静華学園に通うエリートたちの中でも、特に才能に秀でた者たちが集まる。



「最近、学園でお化けが出るらしいよ」


つぼみのメンバーが集まった一室で、そんなことを言い出したのは皐月さつきだった。


「夜中に、出るんだって」


双子の弟の凪月なつきも、その話に乗る。


「夜中だと、学園には誰もいないだろ。何でそんな噂が出るんだ」


あくまで合理的で現実的な考えをしているのは、翔平しょうへいである。


「警備の人が巡回してるじゃん。その人たちが見たらしいよ」

「複数の目撃証言があるのか?」


うんうん、と皐月と凪月は揃って頷く。


「真夜中の、真っ暗い廊下を歩いてるとね…」

「誰もいないはずの教室から、声が聞こえるらしいよ」

「それも、女の人の声だって」

「泣いてるみたいな、悲しそうな声が聞こえるんだって」

「不法侵入者か?」


おどろおどろしい雰囲気を出している皐月と凪月に気を遣うことなく、翔平はばっさりと現実を突きつける。

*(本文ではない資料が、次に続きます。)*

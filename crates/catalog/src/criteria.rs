//! Filter criteria: the current set of user-selected constraints.

use aromes_core::{CatalogError, CatalogResult};
use serde::{Deserialize, Serialize};

use crate::product::Product;

/// Sort order applied after filtering.
///
/// Serialized with the storefront's sort-select values (`"price-asc"`,
/// `"popularity"`, ...).
#[derive(Debug, Clone, Copy, Default, PartialEq, Eq, Serialize, Deserialize)]
#[serde(rename_all = "kebab-case")]
pub enum SortOrder {
    /// Case-insensitive lexicographic on name. The default.
    #[default]
    Name,
    /// Ascending numeric on price.
    PriceAsc,
    /// Descending numeric on price.
    PriceDesc,
    /// Descending numeric on rating.
    Rating,
    /// Descending numeric on review count.
    Popularity,
}

impl SortOrder {
    pub fn as_str(&self) -> &'static str {
        match self {
            SortOrder::Name => "name",
            SortOrder::PriceAsc => "price-asc",
            SortOrder::PriceDesc => "price-desc",
            SortOrder::Rating => "rating",
            SortOrder::Popularity => "popularity",
        }
    }
}

/// One settable criteria field.
///
/// A closed enum, so an unknown field is a compile-time error rather than a
/// silent no-op. String fields clear with an empty value; price bounds clear
/// with `None`.
#[derive(Debug, Clone, PartialEq)]
pub enum Criterion {
    Category(String),
    Brand(String),
    Size(String),
    Format(String),
    PriceMin(Option<f64>),
    PriceMax(Option<f64>),
    Search(String),
    Sort(SortOrder),
}

/// Mutable filter/sort state, one instance per engine.
///
/// Empty strings mean "no constraint"; an absent price bound means an
/// effective 0 (min) or +∞ (max).
#[derive(Debug, Clone, Default, PartialEq, Serialize, Deserialize)]
#[serde(rename_all = "camelCase", default)]
pub struct FilterCriteria {
    pub category: String,
    pub brand: String,
    pub size: String,
    pub format: String,
    pub price_min: Option<f64>,
    pub price_max: Option<f64>,
    pub search: String,
    pub sort: SortOrder,
}

impl FilterCriteria {
    /// Update exactly one field; every other field is untouched.
    ///
    /// Price bounds are validated strictly here: a negative or non-finite
    /// bound is rejected with [`CatalogError::InvalidCriterion`]. Callers
    /// wiring raw text inputs and wanting the storefront's lenient historical
    /// behavior go through [`parse_price_input`] first.
    pub fn set(&mut self, criterion: Criterion) -> CatalogResult<()> {
        match criterion {
            Criterion::Category(v) => self.category = v,
            Criterion::Brand(v) => self.brand = v,
            Criterion::Size(v) => self.size = v,
            Criterion::Format(v) => self.format = v,
            Criterion::PriceMin(v) => self.price_min = validated_bound("priceMin", v)?,
            Criterion::PriceMax(v) => self.price_max = validated_bound("priceMax", v)?,
            Criterion::Search(v) => self.search = v,
            Criterion::Sort(v) => self.sort = v,
        }
        Ok(())
    }

    pub fn effective_price_min(&self) -> f64 {
        self.price_min.unwrap_or(0.0)
    }

    pub fn effective_price_max(&self) -> f64 {
        self.price_max.unwrap_or(f64::INFINITY)
    }

    /// Conjunction of the active predicate groups.
    ///
    /// Category/brand/size/format are exact, case-sensitive matches (the
    /// storefront's filter values come from its own data, so case always
    /// agrees). Search is a case-insensitive substring over name or brand.
    pub fn matches(&self, product: &Product) -> bool {
        if !self.category.is_empty() && product.category != self.category {
            return false;
        }
        if !self.brand.is_empty() && product.brand != self.brand {
            return false;
        }
        if !self.size.is_empty() && product.size != self.size {
            return false;
        }
        if !self.format.is_empty() && product.format != self.format {
            return false;
        }
        if product.price < self.effective_price_min() || product.price > self.effective_price_max()
        {
            return false;
        }
        if !self.search.is_empty() {
            let needle = self.search.to_lowercase();
            let name_match = product.name.to_lowercase().contains(&needle);
            let brand_match = product.brand.to_lowercase().contains(&needle);
            if !name_match && !brand_match {
                return false;
            }
        }
        true
    }

    /// Active (non-default) constraints as wire-name/value pairs, in a
    /// stable order.
    ///
    /// Enough for a UI to render the filter-pill row, and exactly the query
    /// parameters a listing-endpoint request needs.
    pub fn active(&self) -> Vec<(&'static str, String)> {
        let mut pairs = Vec::new();
        if !self.category.is_empty() {
            pairs.push(("category", self.category.clone()));
        }
        if !self.brand.is_empty() {
            pairs.push(("brand", self.brand.clone()));
        }
        if !self.size.is_empty() {
            pairs.push(("size", self.size.clone()));
        }
        if !self.format.is_empty() {
            pairs.push(("format", self.format.clone()));
        }
        if let Some(min) = self.price_min {
            pairs.push(("priceMin", min.to_string()));
        }
        if let Some(max) = self.price_max {
            pairs.push(("priceMax", max.to_string()));
        }
        if !self.search.is_empty() {
            pairs.push(("search", self.search.clone()));
        }
        if self.sort != SortOrder::Name {
            pairs.push(("sort", self.sort.as_str().to_string()));
        }
        pairs
    }

    pub fn is_default(&self) -> bool {
        *self == Self::default()
    }
}

fn validated_bound(field: &str, value: Option<f64>) -> CatalogResult<Option<f64>> {
    match value {
        Some(v) if !v.is_finite() || v < 0.0 => Err(CatalogError::invalid_criterion(format!(
            "{field} must be a non-negative number, got {v}"
        ))),
        other => Ok(other),
    }
}

/// Lenient price-input parsing for raw text fields.
///
/// Text that does not parse as a positive finite number means "no
/// constraint", matching the storefront's historical `parseFloat(x) || 0`
/// treatment (where a zero or malformed bound collapses to no bound).
pub fn parse_price_input(input: &str) -> Option<f64> {
    let trimmed = input.trim();
    if trimmed.is_empty() {
        return None;
    }
    match trimmed.parse::<f64>() {
        Ok(v) if v.is_finite() && v > 0.0 => Some(v),
        _ => None,
    }
}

しかしまだ続きがあるらしく、2人はその雰囲気を維持したまま話を続ける。


「不思議に思った警備の人がね、声が聞こえた教室を見に行ったんだって」

「教室の中を見ても、誰もいなかったらしいよ」

「侵入者が逃げたんだろ」


あくまでも現実的な翔平に、皐月と凪月は面白くなさそうに頬を膨らます。


「もうちょっと怖がってくれてもいいじゃん」

「ほんとにお化けかもしれないじゃん」

「お化けがいるわけないだろ」


お化けや幽霊の類は、特に信じていない翔平である。

少ししゅんと落ち込んでいる皐月と凪月を励ますように、はるは一言添えてみる。


「でも学園の警備は厳しいから、夜中とはいえ侵入するのは難しいよね」

「だよね!」

「そうだよね!」


晴の一言で元気を取り戻した2人は、また好奇心で瞳を輝かせる。


「やっぱり、お化けなんだよ!」

「警備を突破されてないなら、外部の人じゃないよね」


ウキウキワクワクしている2人は、1つ提案をする。


「本当にお化けなのか、みんなで確かめてみない?」

「実際に噂があるんだからさ、真偽を確かめるのもつぼみとして大切なことじゃない?」

「…ただ、夜の学園に行ってみたいだけだろ」


それっぽい理由を並べてはいるが、この2人にとって本当にお化けがいるかはあまり関係ない。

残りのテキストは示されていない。